Символично, что одним из первых экспонатов в витрине у входа является легендарное амстердамское издание 1705 года «Символы и емблемата» -- единственная русская эмблематическая книга петровского времени с изумительными гравюрами. Водившие вашего обозревателя по выставке любезные ученые дамы -- авторы идеи и хранители книжных фондов ГИМ Ирина Фомина и Елена Лазаренко обратили мое внимание на то, что чудесная книжечка окружена дивной красоты предметами XVIII столетия. Тут вам и созданный на Русском Севере свадебный ларец с рельефами из моржового клыка, и дверная деревянная филенка, и стеклянный кубок, и печные изразцы, и сундук, и тарелка. И на всех вещицах скопированные из эмблематической книги аллегорические картинки в кружочках с девизами к ним. Адресованная другу, ходит книжечка по кругу!

Другой пример того, как книга выходит из себя, -- пресловутый роман. Известно ведь, что слово «романизм» (производное и от «романа», и от «романский») появилось намного раньше законного для Жуковского и Шлегелей «романтизма». И обозначали им недостойное серьезного внимания «повествование с выдумкой», истоки которого как раз в написанных на испорченной латыни любовных историях, сказках и преданиях средневековых «романских» народов. На выставке экспонируются примеры такого забавного чтива: выдержавшее семнадцать переизданий жизнеописание «славного вора, разбойника и бывшаго Московского сыщика Ваньки Каина» (М., 1792), а также жуткая романическая, одновременно «готическая» (тоже универсальный для культуры XVIII века жанр) повесть 1796 года «Либо пан либо пропал, или Удивительная жизнь в тридцатилетнем заключении Иоганна Норкросса... английского капитана... самим им писанная в темнице в замке Копенгагенском». И пусть кто попробует сказать, что эти и подобные им «романические» герои не добрели в своих скитаниях и до замка графа Монте-Кристо, и до золотых врат Голливуда с его обаяшкой Джонни Деппом, тоже паном, тоже капитаном, тоже узником, правда, не замка Копенгагенского, а диснейлендовского аттракциона «Пираты Карибского моря».

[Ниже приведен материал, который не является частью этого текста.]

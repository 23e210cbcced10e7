use axum::{
    Json,
    http::StatusCode,
    response::{IntoResponse, Response},
};
use thiserror::Error;
use tracing::error;

use crate::{
    domain::OrderStatus,
    models::{ApiErrorBody, OrderId, ProductId},
};

#[derive(Debug, Error)]
pub enum AppError {
    #[error("{0} is unreachable")]
    ServiceUnreachable(String),

    #[error("Invalid email or password")]
    InvalidCredentials,

    #[error("User not authenticated")]
    NotAuthenticated,

    #[error("Resource not found")]
    NotFound,

    #[error("Request rejected with status {status}: {message}")]
    Rejected { status: u16, message: String },

    #[error("Invalid input: {0}")]
    InvalidInput(String),

    #[error("Unknown product: {0}")]
    UnknownProduct(ProductId),

    #[error("Order #{0} cannot be rated")]
    RatingNotAllowed(OrderId),

    #[error("Cannot move order from {from} to {to}")]
    InvalidTransition { from: OrderStatus, to: OrderStatus },

    #[error(transparent)]
    Other(#[from] anyhow::Error),
}

impl AppError {
    /// Short text suitable for an alert shown to the user.
    pub fn user_message(&self) -> String {
        match self {
            AppError::ServiceUnreachable(_) => {
                "An error occurred. Please check your connection and try again.".into()
            }
            AppError::InvalidCredentials => "Invalid email or password.".into(),
            AppError::NotAuthenticated => "User not authenticated. Please log in again.".into(),
            AppError::NotFound => "The requested item could not be found.".into(),
            AppError::Rejected { message, .. } => message.clone(),
            AppError::InvalidInput(message) => message.clone(),
            AppError::UnknownProduct(_) => {
                "Your order contains an item that is no longer available.".into()
            }
            AppError::RatingNotAllowed(_) => {
                "Only delivered orders can be rated, and only once.".into()
            }
            AppError::InvalidTransition { .. } => self.to_string(),
            AppError::Other(_) => "Something went wrong. Please try again later.".into(),
        }
    }

    pub fn status_code(&self) -> StatusCode {
        match self {
            AppError::ServiceUnreachable(_) => StatusCode::BAD_GATEWAY,
            AppError::InvalidCredentials | AppError::NotAuthenticated => StatusCode::UNAUTHORIZED,
            AppError::NotFound => StatusCode::NOT_FOUND,
            AppError::Rejected { status, .. } => {
                StatusCode::from_u16(*status).unwrap_or(StatusCode::BAD_REQUEST)
            }
            AppError::InvalidInput(_) => StatusCode::BAD_REQUEST,
            AppError::UnknownProduct(_)
            | AppError::RatingNotAllowed(_)
            | AppError::InvalidTransition { .. } => StatusCode::UNPROCESSABLE_ENTITY,
            AppError::Other(_) => StatusCode::INTERNAL_SERVER_ERROR,
        }
    }
}

impl IntoResponse for AppError {
    fn into_response(self) -> Response {
        let status = self.status_code();
        if status.is_server_error() {
            error!("{:?}", self);
        }
        let body = ApiErrorBody {
            error: self.to_string(),
        };
        (status, Json(body)).into_response()
    }
}

#[cfg(test)]
mod tests {
    use super::*;

    #[test]
    fn transition_error_names_both_statuses() {
        let err = AppError::InvalidTransition {
            from: OrderStatus::Delivered,
            to: OrderStatus::Pending,
        };
        assert_eq!(err.to_string(), "Cannot move order from delivered to pending");
        assert_eq!(err.status_code(), StatusCode::UNPROCESSABLE_ENTITY);
    }

    #[test]
    fn rejected_keeps_backend_status_and_message() {
        let err = AppError::Rejected {
            status: 409,
            message: "Email already in use".into(),
        };
        assert_eq!(err.status_code(), StatusCode::CONFLICT);
        assert_eq!(err.user_message(), "Email already in use");
    }

    #[test]
    fn unexpected_errors_hide_details_from_users() {
        let err = AppError::from(anyhow::anyhow!("disk on fire"));
        assert_eq!(err.status_code(), StatusCode::INTERNAL_SERVER_ERROR);
        assert!(!err.user_message().contains("disk"));
    }
}
use tracing::debug;
use tracing_subscriber::EnvFilter;

/// Installs the global `tracing` subscriber. Honors `RUST_LOG`, defaults to `info`.
///
/// Output goes to stderr so command output on stdout stays clean.
pub fn init_tracing() {
    let filter = EnvFilter::try_from_default_env().unwrap_or_else(|_| EnvFilter::new("info"));
    let _ = tracing_subscriber::fmt()
        .with_env_filter(filter)
        .with_writer(std::io::stderr)
        .try_init();
}

/// Loads variables from `.env` when one exists.
pub fn init_env() {
    match dotenvy::dotenv() {
        Ok(path) => debug!("Loaded environment from {}", path.display()),
        Err(err) if err.not_found() => {}
        Err(err) => debug!("Ignoring unreadable .env: {}", err),
    }
}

А когда романтизм вступил в свои законные права, даже картинки из любовных романов (про тиражирование лексики таких книг, размурлыканной под гитару в романах с прильнувшей «с» на конце и не говорим) стали порхать тут и там: с веера на блюдечко, с блюдечка на чашку. Примеров странствий книжных картинок по домашней господской утвари на выставке предостаточно. Вплоть до эпохи модерн, когда на симпатичный стаканчик кто-то взял и просто-напросто наклеил вырезанные из модного журнала гравюры.

Метафора «выход книги из себя» в усадебной культуре XVIII--XIX вв. могла принимать и пугающе конкретный образ. В экспозиции красуется деревянная дверь-обманка, на которой тщательно воспроизведены корешки книг конкретных популярных в пушкинскую эпоху изданий (в том числе тома из собрания сочинений самого Александра Сергеича). Вот те здрасьте: книга есть, и книги нет. Ушла и не вернулась. Экономный, видно, жил в усадьбе господин.

Как всякая хорошо подготовленная, представляющая богатое собрание выставка, книжная экспозиция в ГИМ позволяет найти еще много других интересных идей, тем и сюжетов (от коронационной -- альбомы императорской фамилии, до революционной -- запрещенное цензурой издание 1833 года грибоедовского «Горя от ума» с рукописными вставками изъятых страниц). Но о них, уверен, напишут другие.

P.S. А здорово бы было, если б кто собрал похожую выставку про газету в российской истории!